Sunday, June 7, 2009

We Don't Have Time To Skip That Step

In the mid-90s I was privileged to be on a team building a service-oriented middleware architecture (Datagate), which I have mentioned before. We used an underlying library that implemented XDR, for which we had no unit tests. Since much of our software was built on this and a couple other core technologies, it was important that they be as solid as possible. Make the foundation solid, and the rest will follow. I decided to build a suite of unit tests against this software, suspecting that there were some bugs in there. Using a coverage tool, I wrote tests that covered the entire XDR library, and we found that the suite would not run on one of our twenty or so supported platforms. We fixed that bug in the library.

After that, we found that one of our nagging bugs went away in our Directory Service. It turns out that the two were related. I took some time to build the test suite, but not that much. It saved us time in supporting the Directory Service. It probably saved application and service developers time, too, but we didn't research that.

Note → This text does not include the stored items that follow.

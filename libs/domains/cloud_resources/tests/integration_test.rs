//! Integration tests for the cloud resources domain
//!
//! Real PostgreSQL via testcontainers, with the seed catalog applied by the
//! migrator.

use domain_cloud_resources::*;
use domain_customers::PgCustomerRepository;
use test_utils::{TestDataBuilder, TestDatabase};

fn names(resources: &[CloudResource]) -> Vec<&str> {
    resources.iter().map(|r| r.name.as_str()).collect()
}

#[tokio::test]
#[ignore] // Requires Docker
async fn test_seed_catalog_is_available() {
    let db = TestDatabase::new().await;
    let repo = PgCloudResourceRepository::new(db.connection());

    let catalog = repo.get_all().await.unwrap();
    assert_eq!(
        names(&catalog),
        vec!["aws_vpc_main", "gcp_vm_instance", "azure_sql_db"]
    );
    assert_eq!(catalog[0].resource_type, "VPC");
    assert_eq!(catalog[0].region, "us-east-1");
}

#[tokio::test]
#[ignore] // Requires Docker
async fn test_unique_index_rejects_second_assignment() {
    let db = TestDatabase::new().await;
    let repo = PgCloudResourceRepository::new(db.connection());
    let builder = TestDataBuilder::from_test_name("second_assignment");
    let customer_id = db.insert_customer("ebuka", &builder.email("ebuka")).await;

    repo.add_resource_to_customer("aws_vpc_main", customer_id)
        .await
        .unwrap();
    assert!(repo
        .does_customer_have_resource(customer_id, "aws_vpc_main")
        .await
        .unwrap());

    // Skips the service pre-check, as a concurrent request would
    let err = repo
        .add_resource_to_customer("aws_vpc_main", customer_id)
        .await
        .unwrap_err();
    assert_eq!(err.to_string(), "customer already has aws_vpc_main resource");
}

#[tokio::test]
#[ignore] // Requires Docker
async fn test_bulk_assignment_rolls_back() {
    let db = TestDatabase::new().await;
    let repo = PgCloudResourceRepository::new(db.connection());
    let builder = TestDataBuilder::from_test_name("bulk_rollback");
    let customer_id = db.insert_customer("a", &builder.email("a")).await;

    let err = repo
        .add_resources_to_customer(
            &["aws_vpc_main".to_string(), "oracle_db".to_string()],
            customer_id,
        )
        .await
        .unwrap_err();
    assert!(matches!(err, CloudResourceError::UnknownResource(_)));
    assert!(repo
        .get_resources_by_customer(customer_id)
        .await
        .unwrap()
        .is_empty());

    let added = repo
        .add_resources_to_customer(
            &["gcp_vm_instance".to_string(), "azure_sql_db".to_string()],
            customer_id,
        )
        .await
        .unwrap();
    assert_eq!(names(&added), vec!["gcp_vm_instance", "azure_sql_db"]);
}

#[tokio::test]
#[ignore] // Requires Docker
async fn test_update_and_delete_against_postgres() {
    let db = TestDatabase::new().await;
    let repo = PgCloudResourceRepository::new(db.connection());
    let builder = TestDataBuilder::from_test_name("update_delete");
    let customer_id = db.insert_customer("a", &builder.email("a")).await;

    let service = CloudResourceService::new(
        repo.clone(),
        PgCustomerRepository::new(db.connection()),
    );

    let vpc = service
        .add_cloud_resource(customer_id, "aws_vpc_main")
        .await
        .unwrap();

    let err = service
        .update_resource(vpc.id, "azure_sql_db", "VPC", "us-east-1")
        .await
        .unwrap_err();
    assert!(matches!(err, CloudResourceError::DuplicateName(_)));

    let renamed = builder.resource_name("vpc");
    let updated = service
        .update_resource(vpc.id, &renamed, "VPC", "us-east-2")
        .await
        .unwrap();
    assert_eq!(updated.name, renamed);

    service.delete_resource(vpc.id).await.unwrap();
    assert!(service
        .get_resources_by_customer(customer_id)
        .await
        .unwrap()
        .is_empty());
}
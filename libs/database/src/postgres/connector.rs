use sea_orm::{Database, DatabaseConnection, DbErr};
use sea_orm_migration::MigratorTrait;
use tracing::info;

use super::PostgresConfig;
use crate::common::{RetryConfig, retry_with_backoff};

pub async fn connect_from_config(config: PostgresConfig) -> Result<DatabaseConnection, DbErr> {
    let db = Database::connect(config.into_connect_options()).await?;
    info!("Connected to PostgreSQL");
    Ok(db)
}

/// Connect with exponential backoff; `None` uses `RetryConfig::default()`.
pub async fn connect_from_config_with_retry(
    config: PostgresConfig,
    retry_config: Option<RetryConfig>,
) -> Result<DatabaseConnection, DbErr> {
    retry_with_backoff(
        || connect_from_config(config.clone()),
        retry_config.unwrap_or_default(),
    )
    .await
}

/// Apply all pending migrations of `M`
pub async fn run_migrations<M: MigratorTrait>(
    db: &DatabaseConnection,
    service_name: &str,
) -> Result<(), DbErr> {
    info!(service = service_name, "Running database migrations");
    M::up(db, None).await?;
    info!(service = service_name, "Migrations applied");
    Ok(())
}
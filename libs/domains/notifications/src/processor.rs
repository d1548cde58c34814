//! Turns queue entries into stored notifications.

use crate::models::{NewNotification, NotificationEvent};
use crate::repository::NotificationRepository;
use async_trait::async_trait;
use std::sync::Arc;
use stream_worker::{StreamEvent, StreamHandler};
use tracing::{debug, error, info, warn};

/// What happened to one queue entry
#[derive(Debug, Clone, PartialEq, Eq)]
pub enum Outcome {
    /// Stored under this notification id
    Stored(i64),
    /// Decoded fine but not something we store
    Skipped,
    /// Body was not a notification event
    Malformed,
    /// Storage rejected it; the entry is dropped
    Failed,
}

/// [`StreamHandler`] that persists qualifying notification events.
///
/// Every failure is logged and swallowed: entries are acknowledged on receipt,
/// so there is nothing to retry and the read loop must keep going.
pub struct NotificationProcessor<R: NotificationRepository> {
    repository: Arc<R>,
}

impl<R: NotificationRepository> NotificationProcessor<R> {
    pub fn new(repository: Arc<R>) -> Self {
        Self { repository }
    }

    pub async fn process(&self, payload: &str) -> Outcome {
        let event: NotificationEvent = match serde_json::from_str(payload) {
            Ok(event) => event,
            Err(e) => {
                warn!(error = %e, "Dropping undecodable notification entry");
                return Outcome::Malformed;
            }
        };

        if !event.is_qualifying() {
            debug!(
                event = %event.event,
                user_id = event.user_id,
                "Skipping non-qualifying entry"
            );
            return Outcome::Skipped;
        }

        let user_id = event.user_id;
        match self.repository.create(NewNotification::from(event)).await {
            Ok(notification) => {
                info!(
                    notification_id = notification.id,
                    user_id, "Stored notification from queue"
                );
                Outcome::Stored(notification.id)
            }
            Err(e) => {
                error!(error = ?e, user_id, "Failed to store notification");
                Outcome::Failed
            }
        }
    }
}

impl<R: NotificationRepository> Clone for NotificationProcessor<R> {
    fn clone(&self) -> Self {
        Self {
            repository: Arc::clone(&self.repository),
        }
    }
}

#[async_trait]
impl<R: NotificationRepository + 'static> StreamHandler for NotificationProcessor<R> {
    async fn handle(&self, event: StreamEvent) {
        let outcome = self.process(&event.payload).await;
        debug!(stream_id = %event.stream_id, ?outcome, "Handled entry");
    }
}
pub use sea_orm_migration::prelude::*;

mod m20250301_000001_create_customers;
mod m20250301_000002_create_resources;
mod m20250301_000003_create_customer_resource;
mod m20250301_000004_create_notifications;
mod m20250302_000001_seed_resources;

pub struct Migrator;

#[async_trait::async_trait]
impl MigratorTrait for Migrator {
    fn migrations() -> Vec<Box<dyn MigrationTrait>> {
        vec![
            Box::new(m20250301_000001_create_customers::Migration),
            Box::new(m20250301_000002_create_resources::Migration),
            Box::new(m20250301_000003_create_customer_resource::Migration),
            Box::new(m20250301_000004_create_notifications::Migration),
            Box::new(m20250302_000001_seed_resources::Migration),
        ]
    }
}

After that, when it came to the value of testing, I told everyone who would listen, "We don't have time to skip that step." And it's still true today. Can you afford the extra time it takes to skip testing?


Heath said...

This year I've had the privilege to work on a non-service-oriented application. The application has a custom web framework with spotty unit tests that are run as part of the build, but haven't completed successfully in months. The email we get ever morning from the continuous integration system that we may have broken the build has become a joke. There are regular regressions that occur. The project is 50% tested by the QA team, and it's due in 3 weeks. I guess my project management believes we have time to skip that step.

Don Branson said...

@Heath: Ouch. Yeah, it's better to work for management that "gets" software development, knows what it takes to deliver a production system, hires good people and places trust in them to deliver. Not that any place is perfect, but we need to find you something better. Or, maybe we need to go make something better.

Heath said...

The positive side is that since I'm just a consultant, I don't have to be part of the death-march, and I have a very good concept of the technical aspects of the application, so I can fix bugs that come up pretty quickly. Apart from the fundamental managerial problems the project is pretty easy. At least the it's over in 3 weeks.